(Dataset entries)
───
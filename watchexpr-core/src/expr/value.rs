//! Evaluation results
//!
//! Resolving an expression never touches target memory. Pointer loads are
//! described by an `Address` program that a `MemoryReader` runs later.

use serde::{Deserialize, Serialize};
use std::fmt;

use super::error::EvalError;
use crate::symbols::{BitField, TypeDatabase, TypeRef};

/// Target address, possibly depending on memory reads
#[derive(Debug, Clone, PartialEq, Eq, Serialize, Deserialize)]
#[serde(rename_all = "snake_case")]
pub enum Address {
    Absolute(u64),
    /// Read a `width`-byte little-endian value at `from`, then add `offset`
    Load {
        from: Box<Address>,
        width: u8,
        offset: i64,
    },
    /// Value of single-eval block `index`, plus `offset`
    Slot { index: usize, offset: i64 },
}

impl Address {
    pub fn offset_by(self, delta: i64) -> Address {
        match self {
            Address::Absolute(v) => Address::Absolute(v.wrapping_add_signed(delta)),
            Address::Load {
                from,
                width,
                offset,
            } => Address::Load {
                from,
                width,
                offset: offset.wrapping_add(delta),
            },
            Address::Slot { index, offset } => Address::Slot {
                index,
                offset: offset.wrapping_add(delta),
            },
        }
    }

    /// The value stored at this address
    pub fn load(self, width: u8) -> Address {
        Address::Load {
            from: Box::new(self),
            width,
            offset: 0,
        }
    }

    pub fn as_absolute(&self) -> Option<u64> {
        match self {
            Address::Absolute(v) => Some(*v),
            _ => None,
        }
    }

    fn resolve<R: MemoryReader + ?Sized>(&self, slots: &[u64], reader: &mut R) -> Result<u64, R::Error> {
        match self {
            Address::Absolute(v) => Ok(*v),
            Address::Load {
                from,
                width,
                offset,
            } => {
                let at = from.resolve(slots, reader)?;
                Ok(reader.read_pointer(at, *width)?.wrapping_add_signed(*offset))
            }
            // Slots only refer to earlier blocks, which are already computed
            Address::Slot { index, offset } => {
                Ok(slots.get(*index).copied().unwrap_or_default().wrapping_add_signed(*offset))
            }
        }
    }
}

impl fmt::Display for Address {
    fn fmt(&self, f: &mut fmt::Formatter<'_>) -> fmt::Result {
        let (base, offset) = match self {
            Address::Absolute(v) => return write!(f, "0x{:x}", v),
            Address::Load { from, width, offset } => (format!("[{}]:{}", from, width), *offset),
            Address::Slot { index, offset } => (format!("${}", index), *offset),
        };
        match offset {
            0 => write!(f, "{}", base),
            n if n < 0 => write!(f, "{}-{}", base, n.unsigned_abs()),
            n => write!(f, "{}+{}", base, n),
        }
    }
}

/// Access to target memory, implemented by whoever owns the probe
pub trait MemoryReader {
    type Error;

    /// Read a `width`-byte little-endian unsigned value at `address`
    fn read_pointer(&mut self, address: u64, width: u8) -> Result<u64, Self::Error>;
}

/// Outcome of resolving one watch expression
#[derive(Debug, Clone, PartialEq, Serialize, Deserialize)]
#[serde(tag = "kind", rename_all = "snake_case")]
pub enum EvalResult {
    /// An lvalue: read `byte_size` bytes at `address`
    Located {
        address: Address,
        ty: TypeRef,
        type_name: String,
        byte_size: Option<u64>,
        bit_field: Option<BitField>,
    },
    /// Known without reading memory
    Constant {
        value: i64,
        ty: Option<TypeRef>,
        type_name: String,
    },
    /// An rvalue that depends on memory reads
    Computed {
        value: Address,
        ty: TypeRef,
        type_name: String,
    },
}

impl EvalResult {
    pub fn type_name(&self) -> &str {
        match self {
            EvalResult::Located { type_name, .. }
            | EvalResult::Constant { type_name, .. }
            | EvalResult::Computed { type_name, .. } => type_name,
        }
    }

    pub fn ty(&self) -> Option<&TypeRef> {
        match self {
            EvalResult::Located { ty, .. } | EvalResult::Computed { ty, .. } => Some(ty),
            EvalResult::Constant { ty, .. } => ty.as_ref(),
        }
    }
}

/// Final numbers after running the address program
#[derive(Debug, Clone, Copy, PartialEq, Eq)]
pub enum Materialized {
    /// Where to read the watched value
    Address(u64),
    /// The watched value itself
    Value(u64),
}

/// A resolved expression together with its single-eval blocks
#[derive(Debug, Clone, PartialEq, Serialize, Deserialize)]
pub struct Evaluation {
    result: EvalResult,
    /// Block `i` may only refer to blocks before it
    blocks: Vec<Address>,
}

impl Evaluation {
    pub(crate) fn new(result: EvalResult, blocks: Vec<Address>) -> Self {
        Self { result, blocks }
    }

    pub fn result(&self) -> &EvalResult {
        &self.result
    }

    pub fn blocks(&self) -> &[Address] {
        &self.blocks
    }

    pub fn into_result(self) -> EvalResult {
        self.result
    }

    /// Run the reads. Each block is computed exactly once per call.
    pub fn materialize<R: MemoryReader + ?Sized>(&self, reader: &mut R) -> Result<Materialized, R::Error> {
        let mut slots = Vec::with_capacity(self.blocks.len());
        for block in &self.blocks {
            let value = block.resolve(&slots, reader)?;
            slots.push(value);
        }
        Ok(match &self.result {
            EvalResult::Located { address, .. } => Materialized::Address(address.resolve(&slots, reader)?),
            EvalResult::Constant { value, .. } => Materialized::Value(*value as u64),
            EvalResult::Computed { value, .. } => Materialized::Value(value.resolve(&slots, reader)?),
        })
    }

    /// Reject results a plotter cannot decode as a number
    pub fn require_numeric(&self, db: &TypeDatabase) -> Result<(), EvalError> {
        let Some(ty) = self.result.ty() else {
            return Ok(());
        };
        if db.shape(ty).is_numeric() {
            Ok(())
        } else {
            Err(EvalError::NonNumericOnReturn {
                type_name: self.result.type_name().to_string(),
            })
        }
    }
}

#[cfg(test)]
mod tests {
    use super::*;

    struct Fixed(u64);

    impl MemoryReader for Fixed {
        type Error = String;

        fn read_pointer(&mut self, address: u64, _width: u8) -> Result<u64, String> {
            if address == 0 {
                return Err("null read".to_string());
            }
            Ok(self.0)
        }
    }

    #[test]
    fn test_offsets_fold() {
        let a = Address::Absolute(0x100).offset_by(8).offset_by(-4);
        assert_eq!(a, Address::Absolute(0x104));

        let l = Address::Absolute(0x100).load(4).offset_by(12).offset_by(-2);
        assert_eq!(
            l,
            Address::Load {
                from: Box::new(Address::Absolute(0x100)),
                width: 4,
                offset: 10
            }
        );
        assert_eq!(l.to_string(), "[0x100]:4+10");
        assert_eq!(Address::Slot { index: 1, offset: -3 }.to_string(), "$1-3");
    }

    #[test]
    fn test_materialize_blocks_then_result() {
        let eval = Evaluation::new(
            EvalResult::Computed {
                value: Address::Slot { index: 0, offset: 4 },
                ty: TypeRef::Id(crate::symbols::TypeDatabase::builder(4).unknown()),
                type_name: "int*".into(),
            },
            vec![Address::Absolute(0x10).load(4)],
        );
        assert_eq!(eval.materialize(&mut Fixed(0x2000)), Ok(Materialized::Value(0x2004)));
    }

    #[test]
    fn test_reader_errors_propagate() {
        let eval = Evaluation::new(
            EvalResult::Located {
                address: Address::Absolute(0).load(4),
                ty: TypeRef::Id(crate::symbols::TypeDatabase::builder(4).unknown()),
                type_name: "int".into(),
                byte_size: Some(4),
                bit_field: None,
            },
            Vec::new(),
        );
        assert_eq!(eval.materialize(&mut Fixed(1)), Err("null read".to_string()));
    }

    #[test]
    fn test_result_serialization() {
        let result = EvalResult::Constant {
            value: 8,
            ty: None,
            type_name: "int".into(),
        };
        let json = serde_json::to_value(&result).unwrap();
        assert_eq!(json["kind"], "constant");
        assert_eq!(json["value"], 8);
    }
}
───
What to work on:
Retype each line above exactly as written.

Answer for this exercise:
filename watchexpr-core/src/expr/value.rs
//! Evaluation results
//!
//! Resolving an expression never touches target memory. Pointer loads are
//! described by an `Address` program that a `MemoryReader` runs later.

use serde::{Deserialize, Serialize};
use std::fmt;

use super::error::EvalError;
use crate::symbols::{BitField, TypeDatabase, TypeRef};

/// Target address, possibly depending on memory reads
#[derive(Debug, Clone, PartialEq, Eq, Serialize, Deserialize)]
#[serde(rename_all = "snake_case")]
pub enum Address {
    Absolute(u64),
    /// Read a `width`-byte little-endian value at `from`, then add `offset`
    Load {
        from: Box<Address>,
        width: u8,
        offset: i64,
    },
    /// Value of single-eval block `index`, plus `offset`
    Slot { index: usize, offset: i64 },
}

impl Address {
    pub fn offset_by(self, delta: i64) -> Address {
        match self {
            Address::Absolute(v) => Address::Absolute(v.wrapping_add_signed(delta)),
            Address::Load {
                from,
                width,
                offset,
            } => Address::Load {
                from,
                width,
                offset: offset.wrapping_add(delta),
            },
            Address::Slot { index, offset } => Address::Slot {
                index,
                offset: offset.wrapping_add(delta),
            },
        }
    }

    /// The value stored at this address
    pub fn load(self, width: u8) -> Address {
        Address::Load {
            from: Box::new(self),
            width,
            offset: 0,
        }
    }

    pub fn as_absolute(&self) -> Option<u64> {
        match self {
            Address::Absolute(v) => Some(*v),
            _ => None,
        }
    }

    fn resolve<R: MemoryReader + ?Sized>(&self, slots: &[u64], reader: &mut R) -> Result<u64, R::Error> {
        match self {
            Address::Absolute(v) => Ok(*v),
            Address::Load {
                from,
                width,
                offset,
            } => {
                let at = from.resolve(slots, reader)?;
                Ok(reader.read_pointer(at, *width)?.wrapping_add_signed(*offset))
            }
            // Slots only refer to earlier blocks, which are already computed
            Address::Slot { index, offset } => {
                Ok(slots.get(*index).copied().unwrap_or_default().wrapping_add_signed(*offset))
            }
        }
    }
}

impl fmt::Display for Address {
    fn fmt(&self, f: &mut fmt::Formatter<'_>) -> fmt::Result {
        let (base, offset) = match self {
            Address::Absolute(v) => return write!(f, "0x{:x}", v),
            Address::Load { from, width, offset } => (format!("[{}]:{}", from, width), *offset),
            Address::Slot { index, offset } => (format!("${}", index), *offset),
        };
        match offset {
            0 => write!(f, "{}", base),
            n if n < 0 => write!(f, "{}-{}", base, n.unsigned_abs()),
            n => write!(f, "{}+{}", base, n),
        }
    }
}

/// Access to target memory, implemented by whoever owns the probe
pub trait MemoryReader {
    type Error;

    /// Read a `width`-byte little-endian unsigned value at `address`
    fn read_pointer(&mut self, address: u64, width: u8) -> Result<u64, Self::Error>;
}

/// Outcome of resolving one watch expression
#[derive(Debug, Clone, PartialEq, Serialize, Deserialize)]
#[serde(tag = "kind", rename_all = "snake_case")]
pub enum EvalResult {
    /// An lvalue: read `byte_size` bytes at `address`
    Located {
        address: Address,
        ty: TypeRef,
        type_name: String,
        byte_size: Option<u64>,
        bit_field: Option<BitField>,
    },
    /// Known without reading memory
    Constant {
        value: i64,
        ty: Option<TypeRef>,
        type_name: String,
    },
    /// An rvalue that depends on memory reads
    Computed {
        value: Address,
        ty: TypeRef,
        type_name: String,
    },
}

impl EvalResult {
    pub fn type_name(&self) -> &str {
        match self {
            EvalResult::Located { type_name, .. }
            | EvalResult::Constant { type_name, .. }
            | EvalResult::Computed { type_name, .. } => type_name,
        }
    }

    pub fn ty(&self) -> Option<&TypeRef> {
        match self {
            EvalResult::Located { ty, .. } | EvalResult::Computed { ty, .. } => Some(ty),
            EvalResult::Constant { ty, .. } => ty.as_ref(),
        }
    }
}

/// Final numbers after running the address program
#[derive(Debug, Clone, Copy, PartialEq, Eq)]
pub enum Materialized {
    /// Where to read the watched value
    Address(u64),
    /// The watched value itself
    Value(u64),
}

/// A resolved expression together with its single-eval blocks
#[derive(Debug, Clone, PartialEq, Serialize, Deserialize)]
pub struct Evaluation {
    result: EvalResult,
    /// Block `i` may only refer to blocks before it
    blocks: Vec<Address>,
}

impl Evaluation {
    pub(crate) fn new(result: EvalResult, blocks: Vec<Address>) -> Self {
        Self { result, blocks }
    }

    pub fn result(&self) -> &EvalResult {
        &self.result
    }

    pub fn blocks(&self) -> &[Address] {
        &self.blocks
    }

    pub fn into_result(self) -> EvalResult {
        self.result
    }

    /// Run the reads. Each block is computed exactly once per call.
    pub fn materialize<R: MemoryReader + ?Sized>(&self, reader: &mut R) -> Result<Materialized, R::Error> {
        let mut slots = Vec::with_capacity(self.blocks.len());
        for block in &self.blocks {
            let value = block.resolve(&slots, reader)?;
            slots.push(value);
        }
        Ok(match &self.result {
            EvalResult::Located { address, .. } => Materialized::Address(address.resolve(&slots, reader)?),
            EvalResult::Constant { value, .. } => Materialized::Value(*value as u64),
            EvalResult::Computed { value, .. } => Materialized::Value(value.resolve(&slots, reader)?),
        })
    }

    /// Reject results a plotter cannot decode as a number
    pub fn require_numeric(&self, db: &TypeDatabase) -> Result<(), EvalError> {
        let Some(ty) = self.result.ty() else {
            return Ok(());
        };
        if db.shape(ty).is_numeric() {
            Ok(())
        } else {
            Err(EvalError::NonNumericOnReturn {
                type_name: self.result.type_name().to_string(),
            })
        }
    }
}

#[cfg(test)]
mod tests {
    use super::*;

    struct Fixed(u64);

    impl MemoryReader for Fixed {
        type Error = String;

        fn read_pointer(&mut self, address: u64, _width: u8) -> Result<u64, String> {
            if address == 0 {
                return Err("null read".to_string());
            }
            Ok(self.0)
        }
    }

    #[test]
    fn test_offsets_fold() {
        let a = Address::Absolute(0x100).offset_by(8).offset_by(-4);
        assert_eq!(a, Address::Absolute(0x104));

        let l = Address::Absolute(0x100).load(4).offset_by(12).offset_by(-2);
        assert_eq!(
            l,
            Address::Load {
                from: Box::new(Address::Absolute(0x100)),
                width: 4,
                offset: 10
            }
        );
        assert_eq!(l.to_string(), "[0x100]:4+10");
        assert_eq!(Address::Slot { index: 1, offset: -3 }.to_string(), "$1-3");
    }

    #[test]
    fn test_materialize_blocks_then_result() {
        let eval = Evaluation::new(
            EvalResult::Computed {
                value: Address::Slot { index: 0, offset: 4 },
                ty: TypeRef::Id(crate::symbols::TypeDatabase::builder(4).unknown()),
                type_name: "int*".into(),
            },
            vec![Address::Absolute(0x10).load(4)],
        );
        assert_eq!(eval.materialize(&mut Fixed(0x2000)), Ok(Materialized::Value(0x2004)));
    }

    #[test]
    fn test_reader_errors_propagate() {
        let eval = Evaluation::new(
            EvalResult::Located {
                address: Address::Absolute(0).load(4),
                ty: TypeRef::Id(crate::symbols::TypeDatabase::builder(4).unknown()),
                type_name: "int".into(),
                byte_size: Some(4),
                bit_field: None,
            },
            Vec::new(),
        );
        assert_eq!(eval.materialize(&mut Fixed(1)), Err("null read".to_string()));
    }

    #[test]
    fn test_result_serialization() {
        let result = EvalResult::Constant {
            value: 8,
            ty: None,
            type_name: "int".into(),
        };
        let json = serde_json::to_value(&result).unwrap();
        assert_eq!(json["kind"], "constant");
        assert_eq!(json["value"], 8);
    }
}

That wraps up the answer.